• _Task_:
Only one stretch of the data below is wanted: the lines from the one with "is set, else" through the one with "n == name).unwrap_or(false))", repeated exactly.

Dataset entries
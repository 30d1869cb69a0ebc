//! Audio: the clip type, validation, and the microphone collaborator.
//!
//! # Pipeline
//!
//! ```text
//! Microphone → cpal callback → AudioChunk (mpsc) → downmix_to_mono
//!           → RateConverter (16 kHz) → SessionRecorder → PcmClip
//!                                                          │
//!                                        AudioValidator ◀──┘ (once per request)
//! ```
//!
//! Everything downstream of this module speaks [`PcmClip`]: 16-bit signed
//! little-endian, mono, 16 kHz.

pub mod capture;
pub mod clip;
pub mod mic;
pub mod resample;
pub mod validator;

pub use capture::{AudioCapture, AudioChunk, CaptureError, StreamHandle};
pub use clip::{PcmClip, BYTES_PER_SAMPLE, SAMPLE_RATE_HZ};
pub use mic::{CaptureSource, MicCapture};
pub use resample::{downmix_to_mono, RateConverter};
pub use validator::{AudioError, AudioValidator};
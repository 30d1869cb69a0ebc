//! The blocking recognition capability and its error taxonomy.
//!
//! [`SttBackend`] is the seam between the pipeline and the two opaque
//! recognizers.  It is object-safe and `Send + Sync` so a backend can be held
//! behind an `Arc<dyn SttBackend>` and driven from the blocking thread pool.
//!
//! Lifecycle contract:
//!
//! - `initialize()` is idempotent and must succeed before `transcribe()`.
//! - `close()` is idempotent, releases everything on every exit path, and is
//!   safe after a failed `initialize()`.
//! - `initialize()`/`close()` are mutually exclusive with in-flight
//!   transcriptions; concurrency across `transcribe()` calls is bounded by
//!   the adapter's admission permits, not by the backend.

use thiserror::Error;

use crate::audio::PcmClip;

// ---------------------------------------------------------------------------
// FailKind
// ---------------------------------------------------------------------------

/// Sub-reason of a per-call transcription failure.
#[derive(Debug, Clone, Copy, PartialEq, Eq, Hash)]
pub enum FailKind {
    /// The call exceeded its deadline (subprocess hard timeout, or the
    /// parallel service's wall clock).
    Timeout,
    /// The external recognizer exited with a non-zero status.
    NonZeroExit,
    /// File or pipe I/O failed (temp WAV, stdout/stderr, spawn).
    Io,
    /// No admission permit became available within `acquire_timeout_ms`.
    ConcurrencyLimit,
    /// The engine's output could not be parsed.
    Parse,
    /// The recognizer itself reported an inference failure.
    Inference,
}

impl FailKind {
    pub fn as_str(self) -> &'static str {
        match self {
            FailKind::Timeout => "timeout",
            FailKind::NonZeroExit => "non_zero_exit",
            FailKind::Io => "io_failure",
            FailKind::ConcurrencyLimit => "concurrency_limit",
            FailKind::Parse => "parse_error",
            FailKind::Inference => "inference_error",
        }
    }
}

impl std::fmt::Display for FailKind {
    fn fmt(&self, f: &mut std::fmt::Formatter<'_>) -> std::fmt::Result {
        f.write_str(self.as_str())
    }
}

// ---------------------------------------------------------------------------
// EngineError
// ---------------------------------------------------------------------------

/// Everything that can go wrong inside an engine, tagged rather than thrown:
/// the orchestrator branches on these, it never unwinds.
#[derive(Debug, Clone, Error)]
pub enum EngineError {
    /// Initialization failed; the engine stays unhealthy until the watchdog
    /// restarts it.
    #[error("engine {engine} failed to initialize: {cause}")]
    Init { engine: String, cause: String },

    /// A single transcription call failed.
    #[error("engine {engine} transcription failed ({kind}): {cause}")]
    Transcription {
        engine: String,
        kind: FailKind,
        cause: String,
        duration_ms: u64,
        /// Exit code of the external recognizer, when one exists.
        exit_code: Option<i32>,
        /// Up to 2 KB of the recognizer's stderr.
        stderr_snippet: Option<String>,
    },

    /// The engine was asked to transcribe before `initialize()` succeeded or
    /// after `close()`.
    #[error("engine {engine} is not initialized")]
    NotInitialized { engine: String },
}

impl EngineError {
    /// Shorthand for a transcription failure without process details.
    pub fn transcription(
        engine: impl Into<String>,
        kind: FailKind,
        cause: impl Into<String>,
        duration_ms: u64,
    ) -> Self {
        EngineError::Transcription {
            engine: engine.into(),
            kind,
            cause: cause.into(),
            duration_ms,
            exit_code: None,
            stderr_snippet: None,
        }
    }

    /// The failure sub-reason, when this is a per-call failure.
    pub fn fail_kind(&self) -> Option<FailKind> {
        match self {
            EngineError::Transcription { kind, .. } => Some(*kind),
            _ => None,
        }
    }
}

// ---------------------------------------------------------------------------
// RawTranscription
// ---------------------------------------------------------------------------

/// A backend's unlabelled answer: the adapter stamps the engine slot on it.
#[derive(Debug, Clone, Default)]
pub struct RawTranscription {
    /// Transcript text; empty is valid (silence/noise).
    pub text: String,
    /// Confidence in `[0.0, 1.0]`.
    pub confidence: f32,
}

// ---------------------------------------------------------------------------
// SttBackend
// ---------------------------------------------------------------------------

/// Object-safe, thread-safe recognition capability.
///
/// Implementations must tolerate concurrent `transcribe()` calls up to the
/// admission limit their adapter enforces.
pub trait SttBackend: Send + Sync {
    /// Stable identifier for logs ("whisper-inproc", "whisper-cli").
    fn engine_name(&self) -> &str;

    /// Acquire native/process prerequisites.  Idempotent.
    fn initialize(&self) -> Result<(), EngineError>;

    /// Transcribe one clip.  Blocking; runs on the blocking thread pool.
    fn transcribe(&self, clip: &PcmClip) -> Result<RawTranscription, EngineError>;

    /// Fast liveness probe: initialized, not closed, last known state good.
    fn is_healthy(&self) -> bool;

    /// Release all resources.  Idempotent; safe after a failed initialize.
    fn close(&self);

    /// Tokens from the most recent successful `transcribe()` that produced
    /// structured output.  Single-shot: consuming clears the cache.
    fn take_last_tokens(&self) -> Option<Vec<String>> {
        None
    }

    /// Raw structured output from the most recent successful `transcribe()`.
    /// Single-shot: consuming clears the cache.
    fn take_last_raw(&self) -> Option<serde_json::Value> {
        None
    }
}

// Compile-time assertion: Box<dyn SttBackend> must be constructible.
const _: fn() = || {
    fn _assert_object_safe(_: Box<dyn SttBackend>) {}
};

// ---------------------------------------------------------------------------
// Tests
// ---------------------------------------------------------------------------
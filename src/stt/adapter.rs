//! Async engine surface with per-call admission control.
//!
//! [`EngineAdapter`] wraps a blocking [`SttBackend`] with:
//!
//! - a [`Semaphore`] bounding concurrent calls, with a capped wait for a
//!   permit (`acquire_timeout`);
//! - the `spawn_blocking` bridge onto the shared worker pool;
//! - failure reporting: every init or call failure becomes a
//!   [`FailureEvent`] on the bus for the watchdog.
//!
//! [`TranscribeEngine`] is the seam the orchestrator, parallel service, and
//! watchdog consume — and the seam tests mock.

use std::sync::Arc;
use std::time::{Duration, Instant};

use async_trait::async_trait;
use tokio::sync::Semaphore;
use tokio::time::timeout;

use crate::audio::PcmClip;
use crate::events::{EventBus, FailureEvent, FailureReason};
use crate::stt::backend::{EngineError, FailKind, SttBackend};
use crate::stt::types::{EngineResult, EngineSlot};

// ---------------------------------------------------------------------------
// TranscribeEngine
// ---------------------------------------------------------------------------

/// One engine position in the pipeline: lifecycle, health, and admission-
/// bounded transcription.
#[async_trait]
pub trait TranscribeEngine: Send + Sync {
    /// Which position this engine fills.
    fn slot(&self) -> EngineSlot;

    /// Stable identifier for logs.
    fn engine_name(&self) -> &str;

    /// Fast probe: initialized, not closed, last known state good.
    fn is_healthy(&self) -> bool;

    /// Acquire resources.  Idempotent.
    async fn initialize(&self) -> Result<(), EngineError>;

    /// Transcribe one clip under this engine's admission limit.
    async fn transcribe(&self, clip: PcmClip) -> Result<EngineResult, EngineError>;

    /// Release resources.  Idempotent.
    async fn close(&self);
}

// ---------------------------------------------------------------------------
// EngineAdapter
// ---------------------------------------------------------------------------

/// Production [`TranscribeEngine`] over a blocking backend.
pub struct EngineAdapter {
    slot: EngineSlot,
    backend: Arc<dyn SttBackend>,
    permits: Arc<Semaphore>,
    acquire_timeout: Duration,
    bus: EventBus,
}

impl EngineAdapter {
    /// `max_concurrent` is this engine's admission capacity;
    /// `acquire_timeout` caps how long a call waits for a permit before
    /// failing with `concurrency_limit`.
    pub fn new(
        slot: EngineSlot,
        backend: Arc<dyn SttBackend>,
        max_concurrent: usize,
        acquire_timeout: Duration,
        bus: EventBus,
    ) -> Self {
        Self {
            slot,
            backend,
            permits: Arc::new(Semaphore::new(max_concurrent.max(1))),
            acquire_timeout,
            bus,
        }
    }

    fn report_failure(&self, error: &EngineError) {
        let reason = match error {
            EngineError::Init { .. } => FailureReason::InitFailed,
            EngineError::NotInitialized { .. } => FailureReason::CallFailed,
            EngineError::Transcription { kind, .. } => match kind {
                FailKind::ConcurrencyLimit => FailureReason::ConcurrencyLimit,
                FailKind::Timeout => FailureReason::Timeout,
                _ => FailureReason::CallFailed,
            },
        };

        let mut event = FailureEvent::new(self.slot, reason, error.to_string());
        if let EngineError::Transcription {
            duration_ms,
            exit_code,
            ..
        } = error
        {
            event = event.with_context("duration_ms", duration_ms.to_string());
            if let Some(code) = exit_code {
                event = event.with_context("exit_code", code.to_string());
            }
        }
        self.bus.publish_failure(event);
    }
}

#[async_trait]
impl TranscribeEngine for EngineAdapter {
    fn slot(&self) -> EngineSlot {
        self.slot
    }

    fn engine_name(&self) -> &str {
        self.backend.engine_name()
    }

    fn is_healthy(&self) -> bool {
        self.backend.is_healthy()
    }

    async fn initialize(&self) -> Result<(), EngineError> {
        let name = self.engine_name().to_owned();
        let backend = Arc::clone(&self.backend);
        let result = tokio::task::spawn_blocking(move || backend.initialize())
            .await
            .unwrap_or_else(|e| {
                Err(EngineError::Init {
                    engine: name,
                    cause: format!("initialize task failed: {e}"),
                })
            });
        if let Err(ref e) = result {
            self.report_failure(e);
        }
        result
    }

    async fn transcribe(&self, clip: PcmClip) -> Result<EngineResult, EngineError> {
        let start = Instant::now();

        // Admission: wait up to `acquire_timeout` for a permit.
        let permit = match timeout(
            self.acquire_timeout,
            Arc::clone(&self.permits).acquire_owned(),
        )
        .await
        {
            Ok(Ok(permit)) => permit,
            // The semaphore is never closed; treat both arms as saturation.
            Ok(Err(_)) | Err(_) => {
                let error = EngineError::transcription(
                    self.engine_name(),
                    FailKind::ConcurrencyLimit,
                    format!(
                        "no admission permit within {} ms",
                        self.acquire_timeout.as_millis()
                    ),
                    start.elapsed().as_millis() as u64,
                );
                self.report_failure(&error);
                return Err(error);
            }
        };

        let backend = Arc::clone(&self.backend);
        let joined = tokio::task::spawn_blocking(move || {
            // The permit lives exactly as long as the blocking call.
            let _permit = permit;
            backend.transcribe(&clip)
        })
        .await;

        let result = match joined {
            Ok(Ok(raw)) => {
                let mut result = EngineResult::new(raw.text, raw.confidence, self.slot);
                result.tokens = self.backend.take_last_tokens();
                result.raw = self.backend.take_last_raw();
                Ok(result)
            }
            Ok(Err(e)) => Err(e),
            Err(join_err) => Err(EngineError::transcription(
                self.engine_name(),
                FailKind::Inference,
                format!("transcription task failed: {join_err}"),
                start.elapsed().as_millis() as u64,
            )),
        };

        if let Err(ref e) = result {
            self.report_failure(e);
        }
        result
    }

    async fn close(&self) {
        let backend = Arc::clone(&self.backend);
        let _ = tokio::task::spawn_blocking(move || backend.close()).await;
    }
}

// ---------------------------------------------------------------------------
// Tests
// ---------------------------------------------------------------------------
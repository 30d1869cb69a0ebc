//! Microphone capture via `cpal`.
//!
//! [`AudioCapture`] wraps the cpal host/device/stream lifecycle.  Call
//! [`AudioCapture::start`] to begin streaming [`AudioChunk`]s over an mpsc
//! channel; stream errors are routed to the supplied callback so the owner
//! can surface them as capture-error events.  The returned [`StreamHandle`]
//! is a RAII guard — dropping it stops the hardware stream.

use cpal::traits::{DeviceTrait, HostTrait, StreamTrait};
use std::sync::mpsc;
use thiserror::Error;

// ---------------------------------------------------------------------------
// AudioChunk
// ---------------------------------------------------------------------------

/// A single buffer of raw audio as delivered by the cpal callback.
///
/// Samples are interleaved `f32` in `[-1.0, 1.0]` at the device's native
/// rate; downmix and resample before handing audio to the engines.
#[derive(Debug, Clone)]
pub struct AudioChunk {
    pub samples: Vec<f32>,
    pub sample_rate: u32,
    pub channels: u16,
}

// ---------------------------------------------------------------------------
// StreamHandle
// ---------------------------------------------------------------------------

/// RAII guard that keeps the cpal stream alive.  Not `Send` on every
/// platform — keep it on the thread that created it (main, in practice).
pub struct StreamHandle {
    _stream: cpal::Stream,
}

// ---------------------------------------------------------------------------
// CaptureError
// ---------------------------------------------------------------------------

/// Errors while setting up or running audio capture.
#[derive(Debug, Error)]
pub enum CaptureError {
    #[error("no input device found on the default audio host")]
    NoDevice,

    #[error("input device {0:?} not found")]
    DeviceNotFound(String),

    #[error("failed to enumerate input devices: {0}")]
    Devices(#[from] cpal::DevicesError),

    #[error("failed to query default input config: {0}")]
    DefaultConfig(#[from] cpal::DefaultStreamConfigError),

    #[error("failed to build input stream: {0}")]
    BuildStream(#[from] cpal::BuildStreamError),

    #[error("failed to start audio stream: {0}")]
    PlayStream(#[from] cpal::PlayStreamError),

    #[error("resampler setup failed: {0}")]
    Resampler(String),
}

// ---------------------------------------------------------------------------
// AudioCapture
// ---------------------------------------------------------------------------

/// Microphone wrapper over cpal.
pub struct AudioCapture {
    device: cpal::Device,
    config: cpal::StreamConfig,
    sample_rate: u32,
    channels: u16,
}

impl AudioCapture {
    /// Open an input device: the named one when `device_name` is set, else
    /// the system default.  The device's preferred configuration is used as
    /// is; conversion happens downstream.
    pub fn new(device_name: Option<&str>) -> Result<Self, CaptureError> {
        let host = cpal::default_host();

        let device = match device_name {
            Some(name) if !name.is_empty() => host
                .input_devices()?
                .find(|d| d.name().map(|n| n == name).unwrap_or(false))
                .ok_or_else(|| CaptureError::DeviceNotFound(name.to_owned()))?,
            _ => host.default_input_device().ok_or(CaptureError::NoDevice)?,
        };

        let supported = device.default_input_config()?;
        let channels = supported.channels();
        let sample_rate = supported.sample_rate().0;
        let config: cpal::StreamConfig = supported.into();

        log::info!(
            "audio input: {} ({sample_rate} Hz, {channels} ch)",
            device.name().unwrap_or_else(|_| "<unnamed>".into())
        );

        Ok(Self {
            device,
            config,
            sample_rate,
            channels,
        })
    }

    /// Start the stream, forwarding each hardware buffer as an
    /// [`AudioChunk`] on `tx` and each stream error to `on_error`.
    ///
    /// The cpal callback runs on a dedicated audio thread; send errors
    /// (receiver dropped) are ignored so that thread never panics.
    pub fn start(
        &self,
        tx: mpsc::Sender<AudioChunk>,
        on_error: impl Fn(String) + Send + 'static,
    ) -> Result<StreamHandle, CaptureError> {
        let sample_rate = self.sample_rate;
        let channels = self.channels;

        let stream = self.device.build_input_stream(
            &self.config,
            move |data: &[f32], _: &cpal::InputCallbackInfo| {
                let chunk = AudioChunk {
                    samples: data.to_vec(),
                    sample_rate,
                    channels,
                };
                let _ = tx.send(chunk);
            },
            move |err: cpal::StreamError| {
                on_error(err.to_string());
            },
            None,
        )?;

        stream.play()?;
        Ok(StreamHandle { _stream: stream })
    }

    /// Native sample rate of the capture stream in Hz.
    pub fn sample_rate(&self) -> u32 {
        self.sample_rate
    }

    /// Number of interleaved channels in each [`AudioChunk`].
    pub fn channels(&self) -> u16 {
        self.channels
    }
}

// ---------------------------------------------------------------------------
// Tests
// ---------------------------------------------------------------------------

• _Exercise answer_:
    /// Open an input device: the named one when `device_name` is set, else
    /// the system default.  The device's preferred configuration is used as
    /// is; conversion happens downstream.
    pub fn new(device_name: Option<&str>) -> Result<Self, CaptureError> {
        let host = cpal::default_host();

        let device = match device_name {
            Some(name) if !name.is_empty() => host
                .input_devices()?
                .find(|d| d.name().map(|n| n == name).unwrap_or(false))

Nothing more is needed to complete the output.